//! The controller side of the machine.
//!
//! - `TransitionTable`: which state follows which event
//! - `StateSlot`: the event sink that applies the table to the current state
//! - `Automaton`: owns the slot, the input buffer and the reporter, and
//!   feeds characters to whichever state is current

mod automaton;
mod slot;
mod table;

pub use automaton::Automaton;
pub use slot::StateSlot;
pub use table::TransitionTable;
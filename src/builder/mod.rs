//! Builder API for ergonomic machine construction.
//!
//! Transition tables and automatons are assembled with fluent builders whose
//! `build()` validates the configuration instead of panicking later.

pub mod automaton;
pub mod error;
pub mod table;

pub use automaton::AutomatonBuilder;
pub use error::BuildError;
pub use table::TransitionTableBuilder;
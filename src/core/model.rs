//! Accumulated input buffer.

/// Characters received since the last restart.
///
/// The model is append-only apart from [`DataModel::clear`]. It is owned by
/// the automaton and lent to whichever state is current; states read and
/// extend it but never replace it.
///
/// # Example
///
/// ```rust
/// use namestate::core::DataModel;
///
/// let mut model = DataModel::new();
/// model.add_character('a');
/// model.add_character('B');
/// assert_eq!(model.current_string(), "aB");
///
/// model.clear();
/// assert!(model.is_empty());
/// ```
#[derive(Clone, Debug, Default, PartialEq, Eq)]
pub struct DataModel {
    current: String,
}

impl DataModel {
    /// Create an empty model.
    pub fn new() -> Self {
        Self::default()
    }

    /// Append a character. Accepts any `char`.
    pub fn add_character(&mut self, character: char) {
        self.current.push(character);
    }

    /// The accumulated string as it stands.
    pub fn current_string(&self) -> &str {
        &self.current
    }

    /// Reset the accumulated string to empty.
    pub fn clear(&mut self) {
        self.current.clear();
    }

    /// Number of characters accumulated (not bytes).
    pub fn len(&self) -> usize {
        self.current.chars().count()
    }

    /// Whether nothing has been accumulated since the last restart.
    pub fn is_empty(&self) -> bool {
        self.current.is_empty()
    }
}
//! Namestate: an event-driven finite-state machine for incremental input
//! classification.
//!
//! Characters are fed one at a time. The current state classifies each one
//! and casts an [`Event`](core::Event); a transition table, held by the
//! event sink rather than by the states, decides which state comes next.
//! The accumulated input is kept in a single buffer owned by the
//! automaton.
//!
//! # Core Concepts
//!
//! - **State**: per-variant classification policy via the `State` trait
//! - **Event / EventSink**: the indirection between "what happened" and
//!   "what comes next"
//! - **TransitionTable**: the topology, built and validated separately
//! - **Automaton**: owns the buffer, the current state and the reporter
//!
//! # Example
//!
//! ```rust
//! use namestate::prelude::*;
//!
//! let mut machine = Automaton::<NameState>::default();
//!
//! for c in "abc".chars() {
//!     machine.input_character(c).unwrap();
//!     assert_eq!(machine.current_state(), NameState::CorrectName);
//!     assert!(machine.is_correct());
//! }
//!
//! machine.input_character('!').unwrap();
//! assert!(!machine.is_correct());
//! assert_eq!(machine.current_string(), "abc!");
//!
//! machine.start_new_query();
//! assert!(machine.is_correct());
//! assert_eq!(machine.current_string(), "");
//! ```

pub mod builder;
pub mod core;
pub mod machine;
pub mod rules;

// Re-export commonly used types
pub use crate::core::{DataModel, Event, EventSink, InputError, Reporter, State};
pub use crate::machine::{Automaton, TransitionTable};

/// Everything needed to drive the built-in name rule.
pub mod prelude {
    pub use crate::builder::{AutomatonBuilder, BuildError, TransitionTableBuilder};
    pub use crate::core::{
        CorrectnessReport, DataModel, Event, EventSink, InputError, Reporter, State,
    };
    pub use crate::machine::{Automaton, TransitionTable};
    pub use crate::rules::{name_table, NameState};
}
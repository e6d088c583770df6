//! Core classifier types.
//!
//! This module contains the building blocks every rule set shares:
//! - The accumulated input buffer (`DataModel`)
//! - Transition signals (`Event`) and the capability to cast them (`EventSink`)
//! - The `State` trait with restart, input and reporting operations
//! - Injected correctness reporting and transition history

mod error;
mod event;
mod history;
mod model;
mod report;
mod sink;
mod state;

pub use error::{validate_character, validate_code_point, InputError};
pub use event::Event;
pub use history::{StateHistory, StateTransition, DEFAULT_HISTORY_LIMIT};
pub use model::DataModel;
pub use report::{CorrectnessReport, Reporter};
pub use sink::EventSink;
pub use state::State;
//! Transition signals cast by states.

use serde::{Deserialize, Serialize};
use std::fmt;

/// Classification outcome of the most recent input.
///
/// Events are plain tags. They describe what kind of input a state saw,
/// never which state should come next; that decision belongs to the
/// transition table held by the event sink.
#[derive(Clone, Copy, PartialEq, Eq, Hash, Debug, Serialize, Deserialize)]
pub enum Event {
    /// The stream was restarted.
    Clear,
    /// The character keeps the accumulated input correct.
    Correct,
    /// The character breaks correctness.
    Incorrect,
}

impl Event {
    /// Every event, in declaration order.
    pub const ALL: [Event; 3] = [Event::Clear, Event::Correct, Event::Incorrect];

    /// Get the event's name for display/logging.
    pub fn name(&self) -> &'static str {
        match self {
            Self::Clear => "Clear",
            Self::Correct => "Correct",
            Self::Incorrect => "Incorrect",
        }
    }
}

impl fmt::Display for Event {
    fn fmt(&self, f: &mut fmt::Formatter<'_>) -> fmt::Result {
        f.write_str(self.name())
    }
}
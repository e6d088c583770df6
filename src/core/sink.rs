//! The capability states use to publish events.

use super::event::Event;

/// Receiver of events cast by states.
///
/// Implementors own the decision of what an event means. The automaton's
/// [`StateSlot`](crate::machine::StateSlot) swaps the current state through
/// a transition table; a plain `Vec<Event>` just records what was cast,
/// which is enough to test a state's classification in isolation.
pub trait EventSink {
    /// Publish an event. Any state change must be complete on return.
    fn cast_event(&mut self, event: Event);
}

impl EventSink for Vec<Event> {
    fn cast_event(&mut self, event: Event) {
        self.push(event);
    }
}
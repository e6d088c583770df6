//! Build errors for transition table and automaton builders.

use crate::core::Event;
use thiserror::Error;

/// Errors that can occur when building transition tables and automatons.
#[derive(Debug, Error, PartialEq)]
pub enum BuildError {
    #[error("Initial state not specified. Call .initial(state) before .build()")]
    MissingInitialState,

    #[error("No transitions defined. Add at least one transition")]
    NoTransitions,

    #[error("State '{state}' has no transition for event '{event}'")]
    IncompleteTable { state: String, event: Event },

    #[error("State '{state}' maps event '{event}' to more than one target")]
    ConflictingTransition { state: String, event: Event },

    #[error("State '{state}' does not return to the initial state on 'Clear'")]
    ClearNotInitial { state: String },

    #[error("Transition table not specified. Call .table(table) before .build()")]
    MissingTable,
}
//! Name Stream
//!
//! Feeds each command-line word into the name automaton one character at
//! a time, logging correctness after every character and restarting
//! between words.
//!
//! Run with: cargo run --example name_stream -- alice Bob carOl 4ever
//! Set RUST_LOG=debug to see every transition.

use namestate::prelude::*;
use tracing_subscriber::EnvFilter;

fn main() -> Result<(), InputError> {
    tracing_subscriber::fmt()
        .with_env_filter(
            EnvFilter::try_from_default_env().unwrap_or_else(|_| EnvFilter::new("info")),
        )
        .init();

    let mut words: Vec<String> = std::env::args().skip(1).collect();
    if words.is_empty() {
        words = vec!["alice".into(), "Bob".into(), "carOl".into(), "4ever".into()];
    }

    let mut machine = Automaton::<NameState>::default();

    for word in &words {
        for c in word.chars() {
            machine.input_character(c)?;
            machine.log_stream_name_correctness();
        }
        tracing::info!(
            word = %word,
            correct = machine.is_correct(),
            transitions = machine.history().len(),
            "Word finished"
        );
        machine.start_new_query();
    }

    Ok(())
}
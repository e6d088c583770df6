//! Concrete rule sets.

mod name;

pub use name::{name_table, NameState};
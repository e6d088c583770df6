//! The event sink that owns the current state.

use super::table::TransitionTable;
use crate::core::{Event, EventSink, State, StateHistory, StateTransition};
use chrono::Utc;
use tracing::{debug, warn};

/// Holds the current state and swaps it as events arrive.
///
/// This is the automaton's [`EventSink`]: a cast event is resolved against
/// the transition table and the successor replaces the current state before
/// `cast_event` returns.
#[derive(Clone, Debug)]
pub struct StateSlot<S: State> {
    current: S,
    table: TransitionTable<S>,
    history: StateHistory<S>,
}

impl<S: State> StateSlot<S> {
    /// Create a slot positioned at the table's initial state.
    pub fn new(table: TransitionTable<S>, history: StateHistory<S>) -> Self {
        Self {
            current: table.initial(),
            table,
            history,
        }
    }

    /// Get current state (pure)
    pub fn current(&self) -> S {
        self.current
    }

    pub fn table(&self) -> &TransitionTable<S> {
        &self.table
    }

    pub fn history(&self) -> &StateHistory<S> {
        &self.history
    }
}

impl<S: State> EventSink for StateSlot<S> {
    fn cast_event(&mut self, event: Event) {
        let from = self.current;
        let Some(to) = self.table.target(from, event) else {
            warn!(state = from.name(), %event, "No transition for event, state unchanged");
            return;
        };

        debug!(from = from.name(), %event, to = to.name(), "Transition");
        self.current = to;
        self.history.record(StateTransition {
            from,
            event,
            to,
            timestamp: Utc::now(),
        });
    }
}
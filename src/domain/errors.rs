//! Domain errors for the brainstem execution engine.

use thiserror::Error;
use uuid::Uuid;

/// Join validation violations into a single readable line.
fn format_violations(violations: &[String]) -> String {
    violations.join("; ")
}

/// Domain-level errors that can occur while building, running or evolving a brain.
#[derive(Debug, Error)]
pub enum DomainError {
    /// The graph failed structural validation; the run never starts.
    #[error("Graph failed validation: {}", format_violations(.0))]
    InvalidGraph(Vec<String>),

    #[error("Node '{node_id}' failed: {message}")]
    NodeExecution { node_id: String, message: String },

    #[error("No outgoing edge accepted from node '{node_id}'")]
    NoValidEdge { node_id: String },

    #[error("Edge '{edge_id}' exhausted its retry ceiling of {ceiling}")]
    RetryExhausted { edge_id: String, ceiling: u32 },

    #[error("Step budget of {max_steps} exceeded")]
    StepBudgetExceeded { max_steps: u32 },

    #[error("Memory conflict: {0}")]
    MemoryConflict(String),

    #[error("Failed to evaluate '{expression}': {message}")]
    GuardEvaluation { expression: String, message: String },

    #[error("Stop rule '{rule}' triggered: {reason}")]
    StopRuleTriggered { rule: String, reason: String },

    #[error("Node not found: {0}")]
    NodeNotFound(String),

    #[error("Edge not found: {0}")]
    EdgeNotFound(String),

    #[error("Relationship not found: {0}")]
    RelationshipNotFound(String),

    #[error("Proposal not found: {0}")]
    ProposalNotFound(Uuid),

    #[error("Memory record not found: {0}")]
    RecordNotFound(Uuid),

    #[error("Invalid state transition from {from} to {to}: {reason}")]
    InvalidStateTransition { from: String, to: String, reason: String },

    #[error("Validation failed: {0}")]
    ValidationFailed(String),

    #[error("Persistence error: {0}")]
    Persistence(String),

    #[error("Database error: {0}")]
    DatabaseError(String),

    #[error("Serialization error: {0}")]
    SerializationError(String),
}

pub type DomainResult<T> = Result<T, DomainError>;

impl From<sqlx::Error> for DomainError {
    fn from(err: sqlx::Error) -> Self {
        DomainError::DatabaseError(err.to_string())
    }
}

impl From<serde_json::Error> for DomainError {
    fn from(err: serde_json::Error) -> Self {
        DomainError::SerializationError(err.to_string())
    }
}

impl From<serde_yaml::Error> for DomainError {
    fn from(err: serde_yaml::Error) -> Self {
        DomainError::SerializationError(err.to_string())
    }
}

impl From<std::io::Error> for DomainError {
    fn from(err: std::io::Error) -> Self {
        DomainError::Persistence(err.to_string())
    }
}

= = = = = = =

# TASK DIRECTIONS
When the line containing "of panicking later." is reached, include it and stop. Until then, output each line of the entries exactly as given, starting from the first.

# TASK RESPONSE
//! The controller side of the machine.
//!
//! - `TransitionTable`: which state follows which event
//! - `StateSlot`: the event sink that applies the table to the current state
//! - `Automaton`: owns the slot, the input buffer and the reporter, and
//!   feeds characters to whichever state is current

mod automaton;
mod slot;
mod table;

pub use automaton::Automaton;
pub use slot::StateSlot;
pub use table::TransitionTable;
filename src/builder/mod.rs
//! Builder API for ergonomic machine construction.
//!
//! Transition tables and automatons are assembled with fluent builders whose
//! `build()` validates the configuration instead of panicking later.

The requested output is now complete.